_Task_
Extract all data as written.

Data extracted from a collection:

==============================

//! The bridge between synchronous script code and asynchronous I/O.

use std::sync::atomic::{AtomicBool, Ordering};
use std::sync::{Arc, Mutex};
use std::time::Duration;

use futures::future::BoxFuture;
use tokio::runtime::Handle;
use tokio::sync::oneshot;
use tracing::debug;

/// Default per-request timeout when a script does not set one.
pub const DEFAULT_TIMEOUT: Duration = Duration::from_secs(30);

/// HTTP method for a script download.
#[derive(Debug, Clone, Copy, PartialEq, Eq, Default)]
pub enum HttpMethod {
    #[default]
    Get,
    Post,
}

/// One download a script asks for.
#[derive(Debug, Clone)]
pub struct DownloadRequest {
    pub url: String,
    pub method: HttpMethod,
    /// Request body, for POST.
    pub body: Option<String>,
    /// Content type of the body, for POST.
    pub content_type: Option<String>,
    /// Charset appended to the content type, for POST.
    pub charset: Option<String>,
    /// Extra headers, e.g. session keys the script obtained earlier.
    pub headers: Vec<(String, String)>,
    /// How long to wait before giving up on this request.
    pub timeout: Duration,
}

impl DownloadRequest {
    /// A GET request for a URL with the default timeout.
    pub fn get(url: impl Into<String>) -> Self {
        Self {
            url: url.into(),
            method: HttpMethod::Get,
            body: None,
            content_type: None,
            charset: None,
            headers: Vec::new(),
            timeout: DEFAULT_TIMEOUT,
        }
    }

    /// A POST request with a body.
    pub fn post(url: impl Into<String>, body: impl Into<String>) -> Self {
        Self {
            method: HttpMethod::Post,
            body: Some(body.into()),
            ..Self::get(url)
        }
    }

    /// Set the body content type.
    pub fn with_content_type(mut self, content_type: impl Into<String>) -> Self {
        self.content_type = Some(content_type.into());
        self
    }

    /// Set the body charset.
    pub fn with_charset(mut self, charset: impl Into<String>) -> Self {
        self.charset = Some(charset.into());
        self
    }

    /// Add a request header.
    pub fn with_header(mut self, name: impl Into<String>, value: impl Into<String>) -> Self {
        self.headers.push((name.into(), value.into()));
        self
    }

    /// Set the per-request timeout.
    pub fn with_timeout(mut self, timeout: Duration) -> Self {
        self.timeout = timeout;
        self
    }

    /// The content-type header value, with charset appended when set.
    pub fn content_type_header(&self) -> Option<String> {
        let base = self.content_type.as_deref()?;
        Some(match &self.charset {
            Some(charset) => format!("{base}; charset={charset}"),
            None => base.to_string(),
        })
    }
}

/// What came back from a download.
///
/// Failures are data, not exceptions: the script inspects `ok` and decides
/// itself whether to retry, fall back to another URL, or give up.
#[derive(Debug, Clone)]
pub struct DownloadReply {
    /// Whether the request succeeded with a 2xx status.
    pub ok: bool,
    /// HTTP status code, or 0 when no response arrived.
    pub status: u16,
    /// Response body, empty on transport errors.
    pub body: String,
    /// Error description when `ok` is false.
    pub error: Option<String>,
    /// The URL the request was sent to.
    pub url: String,
}

impl DownloadReply {
    /// A successful reply.
    pub fn success(url: impl Into<String>, status: u16, body: impl Into<String>) -> Self {
        Self {
            ok: true,
            status,
            body: body.into(),
            error: None,
            url: url.into(),
        }
    }

    /// A failed reply with an error description.
    pub fn failure(url: impl Into<String>, status: u16, error: impl Into<String>) -> Self {
        Self {
            ok: false,
            status,
            body: String::new(),
            error: Some(error.into()),
            url: url.into(),
        }
    }
}

/// Performs downloads on the async runtime.
///
/// The seam between the bridge and real I/O; implemented by
/// [`HttpDownloader`](super::HttpDownloader) in production and
/// [`MockDownloader`](super::MockDownloader) in tests.
pub trait Downloader: Send + Sync {
    /// Fetch a request, resolving to a reply. Never panics; every failure
    /// becomes a reply with `ok == false`.
    fn fetch(&self, request: DownloadRequest) -> BoxFuture<'static, DownloadReply>;
}

/// Per-job handle bridging script downloads onto the runtime.
///
/// `download` must be called from the job's blocking worker thread, never
/// from an async context: it parks the calling thread until the reply
/// arrives while the fetch itself runs on the runtime's I/O threads. Other
/// jobs' worker threads are unaffected, and concurrent downloads from
/// different jobs resume independently.
#[derive(Clone)]
pub struct NetworkBridge {
    downloader: Arc<dyn Downloader>,
    handle: Handle,
    cancelled: Arc<AtomicBool>,
    last_url: Arc<Mutex<Option<String>>>,
    default_timeout: Duration,
}

impl NetworkBridge {
    /// Create a bridge for one job.
    pub fn new(
        downloader: Arc<dyn Downloader>,
        handle: Handle,
        cancelled: Arc<AtomicBool>,
        default_timeout: Duration,
    ) -> Self {
        Self {
            downloader,
            handle,
            cancelled,
            last_url: Arc::new(Mutex::new(None)),
            default_timeout,
        }
    }

    /// Run a download, blocking the calling thread until the reply arrives.
    pub fn download(&self, mut request: DownloadRequest) -> DownloadReply {
        if request.timeout.is_zero() {
            request.timeout = self.default_timeout;
        }
        let url = request.url.clone();
        let timeout = request.timeout;

        {
            let mut last = self.last_url.lock().expect("last_url lock poisoned");
            *last = Some(url.clone());
        }
        debug!(%url, "download suspending job thread");

        let (tx, rx) = oneshot::channel();
        let downloader = Arc::clone(&self.downloader);
        self.handle.spawn(async move {
            let reply = match tokio::time::timeout(timeout, downloader.fetch(request)).await {
                Ok(reply) => reply,
                Err(_elapsed) => {
                    DownloadReply::failure(url, 0, format!("request timed out after {timeout:?}"))
                }
            };
            // The receiver is gone only if the job thread died; nothing to do.
            let _ = tx.send(reply);
        });

        match rx.blocking_recv() {
            Ok(reply) => reply,
            Err(_) => DownloadReply::failure(
                self.last_url().unwrap_or_default(),
                0,
                "download task dropped before replying",
            ),
        }
    }

    /// Whether this job has been asked to stop.
    pub fn is_cancelled(&self) -> bool {
        self.cancelled.load(Ordering::Relaxed)
    }

    /// The most recently attempted URL, for diagnostics on failed jobs.
    pub fn last_url(&self) -> Option<String> {
        self.last_url.lock().expect("last_url lock poisoned").clone()
    }
}

#[cfg(test)]
mod tests {
    use super::*;

    #[test]
    fn content_type_header_appends_charset() {
        let req = DownloadRequest::post("http://example.invalid", "a=b")
            .with_content_type("application/x-www-form-urlencoded")
            .with_charset("utf-8");
        assert_eq!(
            req.content_type_header().unwrap(),
            "application/x-www-form-urlencoded; charset=utf-8"
        );

        let no_charset =
            DownloadRequest::post("http://example.invalid", "a=b").with_content_type("text/xml");
        assert_eq!(no_charset.content_type_header().unwrap(), "text/xml");

        let no_type = DownloadRequest::get("http://example.invalid");
        assert!(no_type.content_type_header().is_none());
    }

    #[test]
    fn reply_constructors() {
        let ok = DownloadReply::success("http://x", 200, "body");
        assert!(ok.ok);
        assert_eq!(ok.status, 200);
        assert!(ok.error.is_none());

        let failed = DownloadReply::failure("http://x", 503, "service unavailable");
        assert!(!failed.ok);
        assert_eq!(failed.error.as_deref(), Some("service unavailable"));
    }
}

==============================

_Problem solution_
//! The bridge between synchronous script code and asynchronous I/O.

use std::sync::atomic::{AtomicBool, Ordering};
use std::sync::{Arc, Mutex};
use std::time::Duration;

use futures::future::BoxFuture;
use tokio::runtime::Handle;
use tokio::sync::oneshot;
use tracing::debug;

/// Default per-request timeout when a script does not set one.
pub const DEFAULT_TIMEOUT: Duration = Duration::from_secs(30);

/// HTTP method for a script download.
#[derive(Debug, Clone, Copy, PartialEq, Eq, Default)]
pub enum HttpMethod {
    #[default]
    Get,
    Post,
}

/// One download a script asks for.
#[derive(Debug, Clone)]
pub struct DownloadRequest {
    pub url: String,
    pub method: HttpMethod,
    /// Request body, for POST.
    pub body: Option<String>,
    /// Content type of the body, for POST.
    pub content_type: Option<String>,
    /// Charset appended to the content type, for POST.
    pub charset: Option<String>,
    /// Extra headers, e.g. session keys the script obtained earlier.
    pub headers: Vec<(String, String)>,
    /// How long to wait before giving up on this request.
    pub timeout: Duration,
}

impl DownloadRequest {
    /// A GET request for a URL with the default timeout.
    pub fn get(url: impl Into<String>) -> Self {
        Self {
            url: url.into(),
            method: HttpMethod::Get,
            body: None,
            content_type: None,
            charset: None,
            headers: Vec::new(),
            timeout: DEFAULT_TIMEOUT,
        }
    }

    /// A POST request with a body.
    pub fn post(url: impl Into<String>, body: impl Into<String>) -> Self {
        Self {
            method: HttpMethod::Post,
            body: Some(body.into()),
            ..Self::get(url)
        }
    }

    /// Set the body content type.
    pub fn with_content_type(mut self, content_type: impl Into<String>) -> Self {
        self.content_type = Some(content_type.into());
        self
    }

    /// Set the body charset.
    pub fn with_charset(mut self, charset: impl Into<String>) -> Self {
        self.charset = Some(charset.into());
        self
    }

    /// Add a request header.
    pub fn with_header(mut self, name: impl Into<String>, value: impl Into<String>) -> Self {
        self.headers.push((name.into(), value.into()));
        self
    }

    /// Set the per-request timeout.
    pub fn with_timeout(mut self, timeout: Duration) -> Self {
        self.timeout = timeout;
        self
    }

    /// The content-type header value, with charset appended when set.
    pub fn content_type_header(&self) -> Option<String> {
        let base = self.content_type.as_deref()?;
        Some(match &self.charset {
            Some(charset) => format!("{base}; charset={charset}"),
            None => base.to_string(),
        })
    }
}

/// What came back from a download.
///
/// Failures are data, not exceptions: the script inspects `ok` and decides
/// itself whether to retry, fall back to another URL, or give up.
#[derive(Debug, Clone)]
pub struct DownloadReply {
    /// Whether the request succeeded with a 2xx status.
    pub ok: bool,
    /// HTTP status code, or 0 when no response arrived.
    pub status: u16,
    /// Response body, empty on transport errors.
    pub body: String,
    /// Error description when `ok` is false.
    pub error: Option<String>,
    /// The URL the request was sent to.
    pub url: String,
}

impl DownloadReply {
    /// A successful reply.
    pub fn success(url: impl Into<String>, status: u16, body: impl Into<String>) -> Self {
        Self {
            ok: true,
            status,
            body: body.into(),
            error: None,
            url: url.into(),
        }
    }

    /// A failed reply with an error description.
    pub fn failure(url: impl Into<String>, status: u16, error: impl Into<String>) -> Self {
        Self {
            ok: false,
            status,
            body: String::new(),
            error: Some(error.into()),
            url: url.into(),
        }
    }
}

/// Performs downloads on the async runtime.
///
/// The seam between the bridge and real I/O; implemented by
/// [`HttpDownloader`](super::HttpDownloader) in production and
/// [`MockDownloader`](super::MockDownloader) in tests.
pub trait Downloader: Send + Sync {
    /// Fetch a request, resolving to a reply. Never panics; every failure
    /// becomes a reply with `ok == false`.
    fn fetch(&self, request: DownloadRequest) -> BoxFuture<'static, DownloadReply>;
}

/// Per-job handle bridging script downloads onto the runtime.
///
/// `download` must be called from the job's blocking worker thread, never
/// from an async context: it parks the calling thread until the reply
/// arrives while the fetch itself runs on the runtime's I/O threads. Other
/// jobs' worker threads are unaffected, and concurrent downloads from
/// different jobs resume independently.
#[derive(Clone)]
pub struct NetworkBridge {
    downloader: Arc<dyn Downloader>,
    handle: Handle,
    cancelled: Arc<AtomicBool>,
    last_url: Arc<Mutex<Option<String>>>,
    default_timeout: Duration,
}

impl NetworkBridge {
    /// Create a bridge for one job.
    pub fn new(
        downloader: Arc<dyn Downloader>,
        handle: Handle,
        cancelled: Arc<AtomicBool>,
        default_timeout: Duration,
    ) -> Self {
        Self {
            downloader,
            handle,
            cancelled,
            last_url: Arc::new(Mutex::new(None)),
            default_timeout,
        }
    }

    /// Run a download, blocking the calling thread until the reply arrives.
    pub fn download(&self, mut request: DownloadRequest) -> DownloadReply {
        if request.timeout.is_zero() {
            request.timeout = self.default_timeout;
        }
        let url = request.url.clone();
        let timeout = request.timeout;

        {
            let mut last = self.last_url.lock().expect("last_url lock poisoned");
            *last = Some(url.clone());
        }
        debug!(%url, "download suspending job thread");

        let (tx, rx) = oneshot::channel();
        let downloader = Arc::clone(&self.downloader);
        self.handle.spawn(async move {
            let reply = match tokio::time::timeout(timeout, downloader.fetch(request)).await {
                Ok(reply) => reply,
                Err(_elapsed) => {
                    DownloadReply::failure(url, 0, format!("request timed out after {timeout:?}"))
                }
            };
            // The receiver is gone only if the job thread died; nothing to do.
            let _ = tx.send(reply);
        });

        match rx.blocking_recv() {
            Ok(reply) => reply,
            Err(_) => DownloadReply::failure(
                self.last_url().unwrap_or_default(),
                0,
                "download task dropped before replying",
            ),
        }
    }

    /// Whether this job has been asked to stop.
    pub fn is_cancelled(&self) -> bool {
        self.cancelled.load(Ordering::Relaxed)
    }

    /// The most recently attempted URL, for diagnostics on failed jobs.
    pub fn last_url(&self) -> Option<String> {
        self.last_url.lock().expect("last_url lock poisoned").clone()
    }
}

#[cfg(test)]
mod tests {
    use super::*;

    #[test]
    fn content_type_header_appends_charset() {
        let req = DownloadRequest::post("http://example.invalid", "a=b")
            .with_content_type("application/x-www-form-urlencoded")
            .with_charset("utf-8");
        assert_eq!(
            req.content_type_header().unwrap(),
            "application/x-www-form-urlencoded; charset=utf-8"
        );

        let no_charset =
            DownloadRequest::post("http://example.invalid", "a=b").with_content_type("text/xml");
        assert_eq!(no_charset.content_type_header().unwrap(), "text/xml");

        let no_type = DownloadRequest::get("http://example.invalid");
        assert!(no_type.content_type_header().is_none());
    }

    #[test]
    fn reply_constructors() {
        let ok = DownloadReply::success("http://x", 200, "body");
        assert!(ok.ok);
        assert_eq!(ok.status, 200);
        assert!(ok.error.is_none());

        let failed = DownloadReply::failure("http://x", 503, "service unavailable");
        assert!(!failed.ok);
        assert_eq!(failed.error.as_deref(), Some("service unavailable"));
    }
}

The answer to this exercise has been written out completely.